Le chef du gouvernement, Sébastien Lecornu, a exprimé son désarroi sur le rapport du député Charles Alloncle, soulignant qu'il « passe à côté de l'essentiel ». Lors d'une déclaration sur le réseau social X, il qualifie cette publication d'« occasion manquée » et appelle à des réformes nécessaires pour l'audiovisuel public, tout en refusant le démantèlement.
Ce rapport, rendu public le 5 mai, propose 69 recommandations visant un resserrement budgétaire pour France Télévisions, fruit de six mois de travaux d'une commission d'enquête parlementaire. Lecornu a précisé qu'un travail sur la gestion financière de l’audiovisuel public est déjà en cours depuis l'automne, tout en affirmant qu'une vision d'avenir est essentielle.
Une réflexion nécessaire sur l’avenir de l'audiovisuel
Selon Lecornu, il est impératif de s'interroger sur le rôle de l'audiovisuel public face aux plateformes mondiales, à la multiplication des sources d'information et à la désinformation croissante. « Des réformes seront inévitables », a-t-il déclaré, ajoutant que ces réformes doivent s'inscrire dans une vision claire.
« Il ne s'agit ni de démanteler ni de rester figés », a-t-il insisté, dénonçant la polarisation excessive entre refus de réforme et privatisation généralisée, alors que le rapport n'envisage pas une telle option.

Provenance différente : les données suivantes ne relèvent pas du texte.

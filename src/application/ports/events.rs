//! Asynchronous backend events
//!
//! Audio backends run their streams on their own threads. Everything they
//! need to tell the coordinator after a call has returned goes through a
//! [`SessionSink`], which forwards onto the coordinator's event channel.

use tokio::sync::mpsc;
use tracing::debug;

use crate::domain::session::SessionId;

/// What happened to a session
#[derive(Debug, Clone, PartialEq, Eq)]
pub enum BackendEventKind {
    /// The encoder failed while capturing
    CaptureFailed(String),
    /// Playback reached the end of the clip
    PlaybackFinished,
    /// The clip could not be decoded during playback
    PlaybackFailed(String),
}

/// Event reported by a backend for one session
#[derive(Debug, Clone, PartialEq, Eq)]
pub struct BackendEvent {
    pub session: SessionId,
    pub kind: BackendEventKind,
}

/// One-shot reporter handed to a backend when a session is opened.
///
/// Every reporting method consumes the sink, so a session can report at
/// most once. A sink dropped without reporting means the session was
/// stopped on request.
#[derive(Debug)]
pub struct SessionSink {
    session: SessionId,
    tx: mpsc::UnboundedSender<BackendEvent>,
}

impl SessionSink {
    /// Create a sink for `session`
    pub fn new(session: SessionId, tx: mpsc::UnboundedSender<BackendEvent>) -> Self {
        Self { session, tx }
    }

    /// Session this sink reports for
    pub fn session(&self) -> SessionId {
        self.session
    }

    /// Report an asynchronous encoder failure
    pub fn capture_failed(self, reason: impl Into<String>) {
        self.send(BackendEventKind::CaptureFailed(reason.into()));
    }

    /// Report that playback reached the end of the clip
    pub fn playback_finished(self) {
        self.send(BackendEventKind::PlaybackFinished);
    }

    /// Report a decode failure during playback
    pub fn playback_failed(self, reason: impl Into<String>) {
        self.send(BackendEventKind::PlaybackFailed(reason.into()));
    }

    fn send(self, kind: BackendEventKind) {
        let event = BackendEvent {
            session: self.session,
            kind,
        };
        if self.tx.send(event).is_err() {
            debug!(session = %self.session, "Event receiver gone, dropping backend event");
        }
    }
}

Réactions vives des parties prenantes
Le rapport a suscité un tollé au sein de la gauche et des députés modérés, qui l'accusent d'affaiblir le service public. Delphine Ernotte, présidente de France Télévisions, a qualifié le rapport d'« à charge » et rempli d'insinuations trompeuses. Sa position est soutenue par plusieurs personnalités du paysage médiatique, qui soulignent l'importance d'un audiovisuel public fort pour contrer la concentration médiatique. (source)
En parallèle, Jordan Bardella, président du Rassemblement national, a promis de lancer une privatisation de l’audiovisuel public s’il parvient au pouvoir, ajoutant ainsi une dimension politique supplémentaire aux débats autour de ce rapport.